Scan the listing below for "InternalError", then report every line that has it.

** EXCERPTED RECORDS follows **

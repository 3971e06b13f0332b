/// Assembler and extractor tests against in-memory records
mod common;

use common::{dental_record, test_company_record, InMemoryStore};
use serde_json::json;
use shortforge_api::errors::AppError;
use shortforge_api::extraction::{
    extract_decision_makers, extract_goals, extract_key_products, extract_pain_points,
    extract_social_media, DEFAULT_INDUSTRY_PROFILE, INDUSTRY_PROFILES,
};
use shortforge_api::intelligence::{
    self, assemble, DEFAULT_DESCRIPTION, DEFAULT_INDUSTRY, DEFAULT_LOCATION,
};
use shortforge_api::models::{DecisionMaker, EnrichmentRecord};

#[tokio::test]
async fn test_company_lookup_scenario() {
    let store = InMemoryStore {
        records: vec![test_company_record()],
        ..Default::default()
    };

    let bi = intelligence::get_business_intelligence(&store, "1")
        .await
        .expect("record exists");

    assert_eq!(bi.company_name, "Test Company");
    assert_eq!(bi.industry, "Technology");
    assert_eq!(bi.key_products, vec!["Business Services"]);
    assert_eq!(bi.description, DEFAULT_DESCRIPTION);
    assert_eq!(bi.location, DEFAULT_LOCATION);
    assert_eq!(bi.website, "https://testcompany.com");
    assert_eq!(
        bi.decision_makers,
        vec![DecisionMaker::new("Business Owner", "Decision Maker")]
    );
}

#[tokio::test]
async fn unknown_domain_is_not_found() {
    let store = InMemoryStore {
        records: vec![test_company_record()],
        ..Default::default()
    };

    let err = intelligence::get_business_intelligence(&store, "999")
        .await
        .unwrap_err();
    assert!(matches!(err, AppError::NotFound(_)));
}

#[tokio::test]
async fn blank_domain_id_is_bad_request() {
    let store = InMemoryStore::default();
    let err = intelligence::get_business_intelligence(&store, "   ")
        .await
        .unwrap_err();
    assert!(matches!(err, AppError::BadRequest(_)));
}

#[tokio::test]
async fn store_failure_is_generic_internal_error() {
    let store = InMemoryStore {
        failing: true,
        ..Default::default()
    };

    let err = intelligence::get_business_intelligence(&store, "1")
        .await
        .unwrap_err();
    match err {
        AppError::InternalError(msg) => assert!(!msg.contains("pool")),
        other => panic!("expected InternalError, got {:?}", other),
    }
}

#[tokio::test]
async fn lookup_is_idempotent() {
    let store = InMemoryStore {
        records: vec![dental_record(), test_company_record()],
        ..Default::default()
    };

    let first = intelligence::get_business_intelligence(&store, "42").await.unwrap();
    let second = intelligence::get_business_intelligence(&store, "42").await.unwrap();
    assert_eq!(first, second);
}

#[test]
fn dental_record_is_fully_extracted() {
    let bi = assemble(dental_record());

    assert_eq!(bi.company_name, "Bright Smile Dental");
    assert_eq!(bi.location, "Austin, TX");
    assert_eq!(
        bi.key_products,
        vec!["Teeth Whitening", "Dental Implants", "Invisalign", "Cleanings"]
    );
    assert_eq!(bi.pain_points, INDUSTRY_PROFILES[0].pain_points);
    assert_eq!(bi.goals, INDUSTRY_PROFILES[0].goals);
    assert_eq!(
        bi.decision_makers,
        vec![
            DecisionMaker::new("Dr. Maria Lopez", "Owner"),
            DecisionMaker::new("Tom Reed", "Office Manager"),
        ]
    );
    assert_eq!(
        bi.social_media.get("linkedin").map(String::as_str),
        Some("https://www.linkedin.com/company/bright-smile-dental")
    );
    assert_eq!(
        bi.social_media.get("twitter").map(String::as_str),
        Some("https://twitter.com/brightsmile-dental")
    );
    assert!(bi.raw_data.is_some());
}

#[test]
fn missing_company_falls_back_to_domain() {
    let bi = assemble(EnrichmentRecord {
        domain_id: "5".to_string(),
        domain: "acme.io".to_string(),
        lead_company: Some("  ".to_string()),
        ..Default::default()
    });

    assert_eq!(bi.company_name, "acme.io");
    assert_eq!(bi.industry, DEFAULT_INDUSTRY);
    assert_eq!(bi.pain_points, DEFAULT_INDUSTRY_PROFILE.pain_points);
}

#[test]
fn keywords_used_when_services_absent() {
    let record = EnrichmentRecord {
        keyword_signals: Some(json!({ "top_keywords": ["payroll", 7, "hr software", "benefits", "ats"] })),
        ..Default::default()
    };
    assert_eq!(
        extract_key_products(&record),
        vec!["payroll", "hr software", "benefits"]
    );
}

#[test]
fn lead_without_title_is_skipped() {
    let record = EnrichmentRecord {
        lead_name: Some("Sam".to_string()),
        ..Default::default()
    };
    assert_eq!(
        extract_decision_makers(&record),
        vec![DecisionMaker::new("Business Owner", "Decision Maker")]
    );
}

#[test]
fn generic_lists_for_unmatched_industry() {
    let record = EnrichmentRecord {
        lead_industry: Some("Software".to_string()),
        ..Default::default()
    };
    assert_eq!(extract_pain_points(&record).len(), 4);
    assert_eq!(extract_goals(&record), DEFAULT_INDUSTRY_PROFILE.goals);
}

#[test]
fn empty_domain_has_no_twitter_guess() {
    let social = extract_social_media(&EnrichmentRecord::default());
    assert_eq!(social.get("website").map(String::as_str), Some("https://"));
    assert!(!social.contains_key("twitter"));
}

** End of EXCERPTED RECORDS **

WRITTEN REPLY =
        AppError::InternalError(msg) => assert!(!msg.contains("pool")),
        other => panic!("expected InternalError, got {:?}", other),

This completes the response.